10 Hilarious Things About Jason X

20 June 2010 at 22:18 (Uncategorized) (, , , , , , )

I visited my buddies in Austin for the last time this week before moving my shit out to the Pacific Northwest next week. We had some good meals, listened to some terrific music from Austin’s freshest bands, and best of all, had a lot of good conversation. Still, one of the most fun activities of the weekend was watching Jason X while we stayed at my friend Curran’s place. Curran and his partner Masashi own a ridiculously large collection of horror videos and dvds–they best me in terms of horror fandom hands down.

When faced with the wide array of choices, we decided to watch a Friday the Thirteenth installment I’d never seen: Jason X. I’d caught some of the film on television (back when I had cable) but had not viewed it in its entirety. I found the film to be just as schlocky as expected, and hence, a pleasurable viewing experience.

Jason X (2002), by the way, stars that irrepressible, hockey-masked villain, Jason Voorhees, in the tenth installment of the series. In this version, a company attempts to transport Jason to a research facility to better understand his ability to survive any form of execution. Of course, everything goes wrong, and Jason and incredulous scientist, Rowan, both succumb to freezing after a cryogenic tank breaks. Nearly five hundred years later, a group of researchers discovers the two frozen beings and takes them aboard a funky looking space ship (more on that later) where they thaw out and all hell breaks loose. It’s like Alien meets Terminator meets…well, Friday the Thirteenth.

It may shock you to know that Jason X does not presume to be a serious entry into the horror genre, but revels in poor acting, lame dialog, and the worst CGI since Jaws 3-D. Here’s the trailer:

Here are ten things about Jason X that will keep you laughing from beginning to end:

1 Writing – Much of the film’s attempts at comic relief rely upon the lowest form of humor: the pun. After one unfortunate victim becomes impaled upon a large drill, one of his comrades says, “he’s screwed.” One character cries out, “this sucks on so many levels” when (surprise, surprise) being sucked out of a ship after Jason punches a hole into the outer wall. Some of the kills seem built entirely around the punny line that follows.

2 Animation – The film uses CGI to create the world of outer-space, but apparently the $11,000,000 budget couldn’t buy much in the way of quality. The ships portrayed look completely ridiculous, like someone tried way too hard to come-up with something unusual.

3 Costuming – Along the same lines, the characters wear the most ridiculous, lurid clothing throughout the film. The odd textures, colors, and layering fail to evoke a consistent style of the future, except in that the ladies tend to bare midriff and/or cleavage. This still gets at what I’m talking about it:

Some of the pretty young things working the ship in Jason X. From the-adventurers-club.typepad.com.

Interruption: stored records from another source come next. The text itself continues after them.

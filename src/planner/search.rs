//! Branch-and-bound plan search
//!
//! The search tree lives in an arena of nodes that point at their parent by
//! index. Each node extends its parent's path by one candidate; paths are
//! valued by the depth-discounted sum of step priorities.

use crate::model::{Candidate, SearchStats, StepSource};
use std::cmp::Ordering;

const EPSILON: f64 = 1e-9;

/// A candidate after scoring
#[derive(Debug, Clone)]
pub struct ScoredCandidate {
    pub candidate: Candidate,
    pub priority: f64,
    pub expected_cost_ms: Option<f64>,
}

impl ScoredCandidate {
    /// Search objective contribution of the candidate
    ///
    /// The priority already folds in the weighted expected value.
    pub fn utility(&self) -> f64 {
        self.priority
    }

    fn is_pattern_learned(&self) -> bool {
        self.candidate.source == StepSource::PatternLearned
    }

    fn requests(&self) -> u64 {
        u64::from(self.candidate.action.estimated_requests())
    }
}

/// Bounds for one search
#[derive(Debug, Clone, Copy)]
pub struct SearchParams {
    pub lookahead: usize,
    pub branching: usize,
    pub discount: f64,
    pub request_budget: Option<u64>,
    pub max_nodes: usize,
}

/// Best path found, as indices into the scored candidates
#[derive(Debug, Clone, Default)]
pub struct SearchOutcome {
    pub path: Vec<usize>,
    pub stats: SearchStats,
}

#[derive(Debug, Clone, Copy)]
struct Node {
    parent: Option<usize>,
    candidate: Option<usize>,
    depth: usize,
    value: f64,
    requests: u64,
    pattern_steps: usize,
}

impl Node {
    fn root() -> Self {
        Self {
            parent: None,
            candidate: None,
            depth: 0,
            value: 0.0,
            requests: 0,
            pattern_steps: 0,
        }
    }
}

#[derive(Debug, Clone, Copy, PartialEq)]
struct PathScore {
    value: f64,
    depth: usize,
    pattern_steps: usize,
}

impl PathScore {
    /// Higher value wins; equal values prefer shallower, then more
    /// pattern-derived paths
    fn beats(&self, other: &PathScore) -> bool {
        if self.value > other.value + EPSILON {
            return true;
        }
        if self.value < other.value - EPSILON {
            return false;
        }
        match self.depth.cmp(&other.depth) {
            Ordering::Less => true,
            Ordering::Greater => false,
            Ordering::Equal => self.pattern_steps > other.pattern_steps,
        }
    }
}

/// Deterministic ranking: priority, then pattern-learned first, then target
fn rank(candidates: &[ScoredCandidate]) -> Vec<usize> {
    let mut order: Vec<usize> = (0..candidates.len()).collect();
    order.sort_by(|&a, &b| {
        let (ca, cb) = (&candidates[a], &candidates[b]);
        cb.utility()
            .total_cmp(&ca.utility())
            .then_with(|| cb.is_pattern_learned().cmp(&ca.is_pattern_learned()))
            .then_with(|| ca.candidate.action.target().cmp(cb.candidate.action.target()))
            .then_with(|| ca.candidate.action.kind().cmp(&cb.candidate.action.kind()))
            .then_with(|| a.cmp(&b))
    });
    order
}

struct Search<'a> {
    candidates: &'a [ScoredCandidate],
    order: Vec<usize>,
    params: SearchParams,
    arena: Vec<Node>,
    stats: SearchStats,
    best: Option<(PathScore, Vec<usize>)>,
}

impl<'a> Search<'a> {
    fn used(&self, mut idx: usize) -> Vec<bool> {
        let mut used = vec![false; self.candidates.len()];
        loop {
            let node = &self.arena[idx];
            if let Some(c) = node.candidate {
                used[c] = true;
            }
            match node.parent {
                Some(parent) => idx = parent,
                None => return used,
            }
        }
    }

    fn path(&self, mut idx: usize) -> Vec<usize> {
        let mut path = Vec::with_capacity(self.arena[idx].depth);
        loop {
            let node = &self.arena[idx];
            if let Some(c) = node.candidate {
                path.push(c);
            }
            match node.parent {
                Some(parent) => idx = parent,
                None => break,
            }
        }
        path.reverse();
        path
    }

    fn fits_budget(&self, requests: u64, candidate: &ScoredCandidate) -> bool {
        match self.params.request_budget {
            Some(budget) => requests + candidate.requests() <= budget,
            None => true,
        }
    }

    /// Best `branching` unused candidates that are worth taking and fit the budget
    fn children(&self, node: &Node, used: &[bool]) -> Vec<usize> {
        self.order
            .iter()
            .copied()
            .filter(|&c| !used[c])
            .filter(|&c| self.candidates[c].utility() > 0.0)
            .filter(|&c| self.fits_budget(node.requests, &self.candidates[c]))
            .take(self.params.branching)
            .collect()
    }

    /// Optimistic value of any completion of `node`
    fn bound(&self, node: &Node, used: &[bool]) -> f64 {
        let remaining = self.params.lookahead.saturating_sub(node.depth);
        let mut weight = self.params.discount.powi(node.depth as i32);
        let mut bound = node.value;

        for &c in self
            .order
            .iter()
            .filter(|&&c| !used[c] && self.candidates[c].utility() > 0.0)
            .take(remaining)
        {
            bound += weight * self.candidates[c].utility();
            weight *= self.params.discount;
        }
        bound
    }

    fn consider(&mut self, idx: usize) {
        let node = self.arena[idx];
        if node.depth == 0 {
            return;
        }
        let score = PathScore {
            value: node.value,
            depth: node.depth,
            pattern_steps: node.pattern_steps,
        };
        let improves = match &self.best {
            Some((best, _)) => score.beats(best),
            None => true,
        };
        if improves {
            tracing::trace!(
                "New incumbent: value {:.2} at depth {} ({} pattern steps)",
                score.value,
                score.depth,
                score.pattern_steps
            );
            self.best = Some((score, self.path(idx)));
        }
    }

    fn can_beat_incumbent(&self, node: &Node, bound: f64) -> bool {
        let Some((best, _)) = &self.best else {
            return true;
        };
        if bound > best.value + EPSILON {
            return true;
        }
        if bound < best.value - EPSILON {
            return false;
        }
        // Equal optimistic value only wins on the tie-break
        node.depth < best.depth
    }

    /// Seeds the incumbent with the greedy path
    fn greedy(&mut self) {
        let mut used = vec![false; self.candidates.len()];
        let mut node = Node::root();
        let mut path = Vec::new();
        let mut weight = 1.0;

        while node.depth < self.params.lookahead {
            let Some(&next) = self.children(&node, &used).first() else {
                break;
            };
            let candidate = &self.candidates[next];
            used[next] = true;
            path.push(next);
            node.depth += 1;
            node.value += weight * candidate.utility();
            node.requests += candidate.requests();
            if candidate.is_pattern_learned() {
                node.pattern_steps += 1;
            }
            weight *= self.params.discount;
        }

        if !path.is_empty() {
            let score = PathScore {
                value: node.value,
                depth: node.depth,
                pattern_steps: node.pattern_steps,
            };
            self.best = Some((score, path));
        }
    }

    fn run(&mut self) {
        self.greedy();

        self.arena.push(Node::root());
        let mut stack = vec![0usize];

        while let Some(idx) = stack.pop() {
            let node = self.arena[idx];
            let used = self.used(idx);

            let children = if node.depth < self.params.lookahead {
                self.children(&node, &used)
            } else {
                Vec::new()
            };

            if children.is_empty() {
                self.consider(idx);
                continue;
            }

            let bound = self.bound(&node, &used);
            if !self.can_beat_incumbent(&node, bound) {
                self.stats.nodes_pruned += 1;
                continue;
            }

            self.stats.nodes_expanded += 1;
            let weight = self.params.discount.powi(node.depth as i32);
            let mut new_nodes = Vec::with_capacity(children.len());

            for c in children {
                if self.arena.len() >= self.params.max_nodes {
                    self.stats.truncated = true;
                    break;
                }
                let candidate = &self.candidates[c];
                self.arena.push(Node {
                    parent: Some(idx),
                    candidate: Some(c),
                    depth: node.depth + 1,
                    value: node.value + weight * candidate.utility(),
                    requests: node.requests + candidate.requests(),
                    pattern_steps: node.pattern_steps + usize::from(candidate.is_pattern_learned()),
                });
                new_nodes.push(self.arena.len() - 1);
            }

            // Best child is explored first
            stack.extend(new_nodes.into_iter().rev());

            if self.stats.truncated {
                tracing::debug!(
                    "Plan search hit the node cap ({}), keeping best path so far",
                    self.params.max_nodes
                );
                break;
            }
        }
    }
}

/// Finds the best path through the scored candidates
pub fn search(candidates: &[ScoredCandidate], params: SearchParams) -> SearchOutcome {
    if candidates.is_empty() || params.lookahead == 0 || params.branching == 0 {
        return SearchOutcome::default();
    }

    let mut search = Search {
        candidates,
        order: rank(candidates),
        params,
        arena: Vec::new(),
        stats: SearchStats::default(),
        best: None,
    };
    search.run();

    tracing::trace!(
        "Plan search: {} expanded, {} pruned, {} nodes{}",
        search.stats.nodes_expanded,
        search.stats.nodes_pruned,
        search.arena.len(),
        if search.stats.truncated { " (truncated)" } else { "" }
    );

    SearchOutcome {
        path: search.best.map(|(_, path)| path).unwrap_or_default(),
        stats: search.stats,
    }
}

4 Kink – The film also uses kink as a source of humor. Android Kay-Em 14 dresses like a dominatrix when facing off against Jason, but my favorite thing: a sex scene between a female student and male professor featuring a pair of tongs used to twist the teacher’s nipple. As a orgasms, he cries out: “you passed!”

5 Weird Science – The film portrays a future in which limbs can be reattached in a jiff and bodies frozen for four-hundred years merely need be covered in ants to reanimate. Yes, ants. This technology also benefits Jason, who despite being shot up into a chunky paste by Kay-Em 14 inexplicably reemerges as a cyborg. The script makes few attempts to explain how this technology works, which actually seems more honest to me even if it makes for perplexing entertainment.

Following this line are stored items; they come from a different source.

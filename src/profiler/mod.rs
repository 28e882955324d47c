//! Domain profiling
//!
//! Summarizes a domain's historical crawl records into the few numbers the
//! planner needs to size its search. A domain without history (or whose
//! history cannot be read) gets a conservative default profile.

use crate::storage::HistoryStore;
use serde::Serialize;
use std::fmt;
use std::sync::Arc;

/// Average outbound links assumed for a domain with no history
pub const DEFAULT_AVG_LINKS_PER_PAGE: f64 = 50.0;

/// Structural complexity of a domain, derived from its hub diversity
#[derive(Debug, Clone, Copy, PartialEq, Eq, Serialize)]
#[serde(rename_all = "lowercase")]
pub enum Complexity {
    Simple,
    Medium,
    Complex,
}

impl Complexity {
    /// Classifies a domain by the number of distinct hub types seen
    pub fn from_hub_type_count(hub_type_count: u64) -> Self {
        if hub_type_count < 5 {
            Self::Simple
        } else if hub_type_count < 15 {
            Self::Medium
        } else {
            Self::Complex
        }
    }
}

impl fmt::Display for Complexity {
    fn fmt(&self, f: &mut fmt::Formatter<'_>) -> fmt::Result {
        let name = match self {
            Self::Simple => "simple",
            Self::Medium => "medium",
            Self::Complex => "complex",
        };
        write!(f, "{}", name)
    }
}

/// Planning-relevant summary of a domain
#[derive(Debug, Clone, PartialEq, Serialize)]
pub struct DomainProfile {
    pub domain: String,
    pub page_count: u64,
    pub hub_type_count: u64,
    pub avg_links_per_page: f64,
    pub complexity: Complexity,
}

impl DomainProfile {
    /// Profile used when nothing is known about a domain
    pub fn default_for(domain: &str) -> Self {
        Self {
            domain: domain.to_string(),
            page_count: 0,
            hub_type_count: 1,
            avg_links_per_page: DEFAULT_AVG_LINKS_PER_PAGE,
            complexity: Complexity::Simple,
        }
    }
}

/// Builds domain profiles from the historical record store
pub struct DomainProfiler {
    history: Arc<dyn HistoryStore>,
}

impl DomainProfiler {
    pub fn new(history: Arc<dyn HistoryStore>) -> Self {
        Self { history }
    }

    /// Profiles a domain
    ///
    /// Never fails: store errors are logged and answered with the default
    /// profile.
    pub fn profile(&self, domain: &str) -> DomainProfile {
        let aggregates = match self.history.domain_aggregates(domain) {
            Ok(Some(aggregates)) => aggregates,
            Ok(None) => {
                tracing::debug!("No crawl history for {}, using default profile", domain);
                return DomainProfile::default_for(domain);
            }
            Err(e) => {
                tracing::warn!("Failed to read crawl history for {}: {}", domain, e);
                return DomainProfile::default_for(domain);
            }
        };

        // A domain with pages but no tagged hubs still has its front page
        let hub_type_count = aggregates.hub_type_count.max(1);

        let profile = DomainProfile {
            domain: domain.to_string(),
            page_count: aggregates.page_count,
            hub_type_count,
            avg_links_per_page: aggregates.avg_links_per_page,
            complexity: Complexity::from_hub_type_count(hub_type_count),
        };

        tracing::debug!(
            "Profiled {}: {} pages, {} hub types, {:.1} links/page ({})",
            domain,
            profile.page_count,
            profile.hub_type_count,
            profile.avg_links_per_page,
            profile.complexity
        );

        profile
    }
}

#[cfg(test)]
mod tests {
    use super::*;
    use crate::model::{ActionType, CostObservation};
    use crate::storage::{DomainAggregates, KnownHub, SqliteStore, StorageError, StorageResult};

    struct BrokenHistory;

    impl HistoryStore for BrokenHistory {
        fn domain_aggregates(&self, _domain: &str) -> StorageResult<Option<DomainAggregates>> {
            Err(StorageError::LockPoisoned)
        }

        fn known_hubs(&self, _domain: &str) -> StorageResult<Vec<KnownHub>> {
            Err(StorageError::LockPoisoned)
        }

        fn record_crawl_page(
            &self,
            _domain: &str,
            _url: &str,
            _hub_type: Option<&str>,
            _link_count: u32,
        ) -> StorageResult<()> {
            Err(StorageError::LockPoisoned)
        }

        fn record_cost_observation(&self, _obs: &CostObservation) -> StorageResult<()> {
            Err(StorageError::LockPoisoned)
        }

        fn average_cost(&self, _kind: ActionType) -> StorageResult<Option<(f64, u64)>> {
            Err(StorageError::LockPoisoned)
        }
    }

    #[test]
    fn test_complexity_thresholds() {
        assert_eq!(Complexity::from_hub_type_count(1), Complexity::Simple);
        assert_eq!(Complexity::from_hub_type_count(4), Complexity::Simple);
        assert_eq!(Complexity::from_hub_type_count(5), Complexity::Medium);
        assert_eq!(Complexity::from_hub_type_count(14), Complexity::Medium);
        assert_eq!(Complexity::from_hub_type_count(15), Complexity::Complex);
    }

    #[test]
    fn test_unknown_domain_gets_default_profile() {
        let store = Arc::new(SqliteStore::new_in_memory().unwrap());
        let profiler = DomainProfiler::new(store);

        let profile = profiler.profile("unknown.example");
        assert_eq!(profile, DomainProfile::default_for("unknown.example"));
        assert_eq!(profile.hub_type_count, 1);
        assert_eq!(profile.avg_links_per_page, 50.0);
    }

    #[test]
    fn test_store_error_gets_default_profile() {
        let profiler = DomainProfiler::new(Arc::new(BrokenHistory));
        let profile = profiler.profile("example.com");
        assert_eq!(profile.page_count, 0);
        assert_eq!(profile.complexity, Complexity::Simple);
    }

    #[test]
    fn test_profile_from_history() {
        let store = Arc::new(SqliteStore::new_in_memory().unwrap());
        for (i, hub_type) in ["section", "tag", "author", "archive", "topic", "series"]
            .iter()
            .enumerate()
        {
            store
                .record_crawl_page(
                    "example.com",
                    &format!("https://example.com/hub/{}", i),
                    Some(hub_type),
                    10,
                )
                .unwrap();
        }

        let profiler = DomainProfiler::new(store);
        let profile = profiler.profile("example.com");
        assert_eq!(profile.page_count, 6);
        assert_eq!(profile.hub_type_count, 6);
        assert_eq!(profile.complexity, Complexity::Medium);
        assert!((profile.avg_links_per_page - 10.0).abs() < 1e-9);
    }

    #[test]
    fn test_pages_without_hubs_count_one_hub_type() {
        let store = Arc::new(SqliteStore::new_in_memory().unwrap());
        store
            .record_crawl_page("example.com", "https://example.com/a/1", None, 12)
            .unwrap();

        let profile = DomainProfiler::new(store).profile("example.com");
        assert_eq!(profile.page_count, 1);
        assert_eq!(profile.hub_type_count, 1);
    }
}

6 Characters – Besides the final girl, Rowan, everyone else in this movie is pretty unsympathetic. Both annoying and idiotic, you will not mourn the loss. The Professor Brandon Lowe, who learns that Jason will likely snag him a lot of money, exudes the same kind of sleaziness that Paul Reiser did in Aliens but without the subtlety. One death after another feels like it belongs in the Darwin awards.

7 Kills – The kills are ridiculous: getting sucked into space through a grate; dipping a girl’s face into liquid nitrogen and shattering it; the famous sleeping bag kill with two simultaneous victims. Ugh.

8 Plot – The twists and turns prove to be both imaginative and nonsensical. Why, for example, do Jason and Rowan’s bodies lie untouched for nearly five hundred years?

9 Action Sequences – The face-off against Kay-Em 14 proves more hilarious than heart-stopping due to the silly stunts:

This clip highlights the final hilarious thing about Jason X

10 Acting – Sure, the writing stinks, but the delivery is worse. The actors frequently overact, miss their beats, and provoke unintended laughs.

I could easily come up with more hilarious things about the movie (the score, the ending, etc…) but that would ruin my whole X/10 parallel. Besides, the many surprises along the way may be the most entertaining thing about Jason X, and what kind of fan would I be to give all of that away?